_EXCERPTED DATA_:
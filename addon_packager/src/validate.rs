//! Range checks applied to content records before any document is built.

use addon_model::{
    Entity, Item, CRAFTING_SLOTS, MAX_FOOD_RESTORATION, MAX_ITEM_DAMAGE, MAX_STACK_SIZE_RANGE,
};

use crate::error::{ExportError, ExportResult};

pub(crate) fn entity(entity: &Entity) -> ExportResult<()> {
    let record = || format!("entity {}", entity.effective_identifier());

    if entity.health == 0 {
        return Err(invalid(record(), "health", "must be positive"));
    }
    if !entity.movement_speed.is_finite() || entity.movement_speed < 0.0 {
        return Err(invalid(
            record(),
            "movement_speed",
            format!("must be a non-negative number, got {}", entity.movement_speed),
        ));
    }
    file_name(record, entity.local_name())
}

pub(crate) fn item(item: &Item) -> ExportResult<()> {
    let record = || format!("item {}", item.effective_identifier());

    if !MAX_STACK_SIZE_RANGE.contains(&item.max_stack_size) {
        return Err(invalid(
            record(),
            "max_stack_size",
            format!(
                "must be between {} and {}, got {}",
                MAX_STACK_SIZE_RANGE.start(),
                MAX_STACK_SIZE_RANGE.end(),
                item.max_stack_size
            ),
        ));
    }
    if item.damage > MAX_ITEM_DAMAGE {
        return Err(invalid(
            record(),
            "damage",
            format!("must be at most {MAX_ITEM_DAMAGE}, got {}", item.damage),
        ));
    }
    if item.food_restoration > MAX_FOOD_RESTORATION {
        return Err(invalid(
            record(),
            "food_restoration",
            format!("must be at most {MAX_FOOD_RESTORATION}, got {}", item.food_restoration),
        ));
    }

    let mut occupied = [false; CRAFTING_SLOTS as usize];
    for ingredient in &item.crafting_recipe {
        let Some(cell) = occupied.get_mut(usize::from(ingredient.slot)) else {
            return Err(invalid(
                record(),
                "crafting_recipe",
                format!("slot {} is outside the 3x3 grid", ingredient.slot),
            ));
        };
        if *cell {
            return Err(invalid(
                record(),
                "crafting_recipe",
                format!("slot {} holds more than one ingredient", ingredient.slot),
            ));
        }
        if ingredient.item.trim().is_empty() {
            return Err(invalid(
                record(),
                "crafting_recipe",
                format!("slot {} has an empty ingredient", ingredient.slot),
            ));
        }
        *cell = true;
    }

    file_name(record, item.local_name())
}

/// Local names become archive file names.
fn file_name(record: impl Fn() -> String, name: &str) -> ExportResult<()> {
    if name.contains(['/', '\\']) || name == "." || name == ".." {
        return Err(invalid(
            record(),
            "identifier",
            format!("name \"{name}\" cannot be used as a file name"),
        ));
    }
    Ok(())
}

fn invalid(record: String, field: &'static str, reason: impl Into<String>) -> ExportError {
    ExportError::Validation {
        record,
        field,
        reason: reason.into(),
    }
}

#[cfg(test)]
mod tests {
    use super::*;

    fn field_of(err: ExportError) -> &'static str {
        match err {
            ExportError::Validation { field, .. } => field,
            other => panic!("expected a validation error, got {other:?}"),
        }
    }

    #[test]
    fn test_valid_records_pass() {
        assert!(entity(&Entity::new("a:golem")).is_ok());
        assert!(item(&Item::new("a:sword").with_ingredient(0, "minecraft:stick")).is_ok());
    }

    #[test]
    fn test_entity_checks() {
        assert_eq!(field_of(entity(&Entity::new("a:ghost").with_health(0)).unwrap_err()), "health");
        assert_eq!(
            field_of(entity(&Entity::new("a:snail").with_movement_speed(-0.1)).unwrap_err()),
            "movement_speed"
        );
        assert_eq!(
            field_of(entity(&Entity::new("a:blur").with_movement_speed(f64::NAN)).unwrap_err()),
            "movement_speed"
        );
        assert_eq!(field_of(entity(&Entity::new("a:..")).unwrap_err()), "identifier");
    }

    #[test]
    fn test_item_ranges() {
        assert_eq!(
            field_of(item(&Item::new("a:x").with_max_stack_size(0)).unwrap_err()),
            "max_stack_size"
        );
        assert_eq!(
            field_of(item(&Item::new("a:x").with_max_stack_size(65)).unwrap_err()),
            "max_stack_size"
        );
        assert_eq!(field_of(item(&Item::new("a:x").with_damage(101)).unwrap_err()), "damage");
        assert_eq!(
            field_of(item(&Item::new("a:x").with_food(21)).unwrap_err()),
            "food_restoration"
        );
        assert_eq!(field_of(item(&Item::new("a:x/y")).unwrap_err()), "identifier");
    }

    #[test]
    fn test_recipe_checks() {
        let outside = Item::new("a:x").with_ingredient(9, "minecraft:stick");
        assert_eq!(field_of(item(&outside).unwrap_err()), "crafting_recipe");

        let doubled = Item::new("a:x")
            .with_ingredient(3, "minecraft:stick")
            .with_ingredient(3, "minecraft:coal");
        assert_eq!(field_of(item(&doubled).unwrap_err()), "crafting_recipe");

        let blank = Item::new("a:x").with_ingredient(3, " ");
        assert_eq!(field_of(item(&blank).unwrap_err()), "crafting_recipe");
    }

    #[test]
    fn test_error_names_the_record() {
        let err = item(&Item::new("my_addon:heavy").with_damage(500)).unwrap_err();
        let message = err.to_string();
        assert!(message.contains("item my_addon:heavy"), "{message}");
        assert!(message.contains("damage"), "{message}");
    }
}
//! Item behavior documents.

use addon_model::Item;
use serde::Serialize;

/// Format version of item behavior documents.
pub const ITEM_FORMAT_VERSION: &str = "1.20.0";

/// `items/<name>.json` in the behavior pack.
#[derive(Debug, Clone, PartialEq, Serialize)]
pub struct ItemBehaviorDoc {
    pub format_version: &'static str,
    #[serde(rename = "minecraft:item")]
    pub item: ItemDefinition,
}

#[derive(Debug, Clone, PartialEq, Serialize)]
pub struct ItemDefinition {
    pub description: ItemDescription,
    pub components: ItemComponents,
}

#[derive(Debug, Clone, PartialEq, Serialize)]
pub struct ItemDescription {
    pub identifier: String,
    pub category: &'static str,
}

#[derive(Debug, Clone, PartialEq, Serialize)]
pub struct ItemComponents {
    #[serde(rename = "minecraft:max_stack_size")]
    pub max_stack_size: u32,
    #[serde(rename = "minecraft:damage", skip_serializing_if = "Option::is_none")]
    pub damage: Option<u32>,
    #[serde(rename = "minecraft:durability", skip_serializing_if = "Option::is_none")]
    pub durability: Option<DurabilityComponent>,
    #[serde(rename = "minecraft:food", skip_serializing_if = "Option::is_none")]
    pub food: Option<FoodComponent>,
}

#[derive(Debug, Clone, Copy, PartialEq, Serialize)]
pub struct DurabilityComponent {
    pub max_durability: u32,
}

#[derive(Debug, Clone, Copy, PartialEq, Serialize)]
pub struct FoodComponent {
    pub nutrition: u32,
    pub saturation_modifier: &'static str,
    pub can_always_eat: bool,
}

impl ItemBehaviorDoc {
    /// Map an item to its behavior document.
    ///
    /// Damage, durability and food components only appear when the item
    /// has a non-zero value for them.
    pub fn from_item(item: &Item) -> Self {
        Self {
            format_version: ITEM_FORMAT_VERSION,
            item: ItemDefinition {
                description: ItemDescription {
                    identifier: item.effective_identifier().to_string(),
                    category: item.category.as_str(),
                },
                components: ItemComponents {
                    max_stack_size: item.max_stack_size,
                    damage: (item.damage > 0).then_some(item.damage),
                    durability: (item.durability > 0).then_some(DurabilityComponent {
                        max_durability: item.durability,
                    }),
                    food: item.nutrition().map(|nutrition| FoodComponent {
                        nutrition,
                        saturation_modifier: "normal",
                        can_always_eat: false,
                    }),
                },
            },
        }
    }
}

#[cfg(test)]
mod tests {
    use super::*;
    use addon_model::ItemCategory;
    use serde_json::{json, Value};

    fn to_value(item: &Item) -> Value {
        serde_json::to_value(ItemBehaviorDoc::from_item(item)).unwrap()
    }

    #[test]
    fn test_plain_item() {
        let value = to_value(&Item::new("my_addon:shadow_essence"));

        assert_eq!(
            value,
            json!({
                "format_version": "1.20.0",
                "minecraft:item": {
                    "description": {"identifier": "my_addon:shadow_essence", "category": "items"},
                    "components": {"minecraft:max_stack_size": 64}
                }
            })
        );
    }

    #[test]
    fn test_weapon_components() {
        let sword = Item::new("my_addon:super_sword")
            .with_category(ItemCategory::Weapons)
            .with_max_stack_size(1)
            .with_damage(15)
            .with_durability(2000);
        let components = &to_value(&sword)["minecraft:item"]["components"];

        assert_eq!(components["minecraft:max_stack_size"], json!(1));
        assert_eq!(components["minecraft:damage"], json!(15));
        assert_eq!(components["minecraft:durability"], json!({"max_durability": 2000}));
        assert!(components.get("minecraft:food").is_none());
    }

    #[test]
    fn test_food_without_restoration_emits_no_food_component() {
        let item = Item::new("a:empty_plate").with_food(0);
        let components = &to_value(&item)["minecraft:item"]["components"];
        assert!(components.get("minecraft:food").is_none());
    }

    #[test]
    fn test_food_component() {
        let item = Item::new("a:bread").with_food(5);
        let components = &to_value(&item)["minecraft:item"]["components"];

        assert_eq!(
            components["minecraft:food"],
            json!({"nutrition": 5, "saturation_modifier": "normal", "can_always_eat": false})
        );
    }

    #[test]
    fn test_unbreakable_item_has_no_durability() {
        let item = Item::new("a:relic").with_damage(3);
        let components = &to_value(&item)["minecraft:item"]["components"];
        assert!(components.get("minecraft:durability").is_none());
    }
}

_WORK ITEM_:
Say how many lines of the entries above include the string "health", giving the number and nothing else.

_RESULT OF THE TASK_:
3